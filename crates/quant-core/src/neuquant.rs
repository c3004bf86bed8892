use color_quant::NeuQuant;
use common_types::{PackedPixel, Palette, PalettizeError};
use tracing::debug;

use crate::strategy::PaletteStrategy;

/// NeuQuant neural-network quantizer behind the strategy contract.
///
/// The observation pass accumulates RGBA samples; `build_palette` trains the
/// network over them and `classify` maps through the trained network. The
/// sample factor trades quality for training time (1 = best, 30 = fastest).
pub struct NeuQuantStrategy {
    sample_factor: i32,
    max_colors: usize,
    samples: Vec<u8>,
    trained: Option<NeuQuant>,
}

impl NeuQuantStrategy {
    pub fn new(max_colors: usize) -> Self {
        Self {
            sample_factor: 10,
            max_colors: max_colors.clamp(2, 256),
            samples: Vec::new(),
            trained: None,
        }
    }

    pub fn with_sample_factor(mut self, sample_factor: i32) -> Self {
        self.sample_factor = sample_factor.clamp(1, 30);
        self
    }
}

impl PaletteStrategy for NeuQuantStrategy {
    fn reset(&mut self) {
        self.samples.clear();
        self.trained = None;
    }

    fn observe(&mut self, pixel: PackedPixel) -> Result<(), PalettizeError> {
        self.samples
            .extend_from_slice(&[pixel.red, pixel.green, pixel.blue, pixel.alpha]);
        Ok(())
    }

    fn classify(&mut self, pixel: PackedPixel) -> Result<u8, PalettizeError> {
        let trained = self.trained.as_ref().ok_or_else(|| PalettizeError::ResourceState {
            message: "NeuQuant classify called before build_palette".to_string(),
        })?;
        let rgba = [pixel.red, pixel.green, pixel.blue, pixel.alpha];
        Ok(trained.index_of(&rgba) as u8)
    }

    fn build_palette(&mut self, mut previous: Palette) -> Result<Palette, PalettizeError> {
        previous.clear();
        if self.samples.is_empty() {
            return Ok(previous);
        }
        let trained = NeuQuant::new(self.sample_factor, self.max_colors, &self.samples);
        for rgba in trained.color_map_rgba().chunks_exact(4) {
            previous.push(PackedPixel::from_rgba(rgba[0], rgba[1], rgba[2], rgba[3]))?;
        }
        debug!(
            samples = self.samples.len() / 4,
            palette = previous.len(),
            sample_factor = self.sample_factor,
            "NeuQuant palette trained"
        );
        self.trained = Some(trained);
        Ok(previous)
    }
}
+-------+
- [Task goal]
Determine how many lines of the material include the string "clamp". Output only that count.

- [Solution for this exercise]
2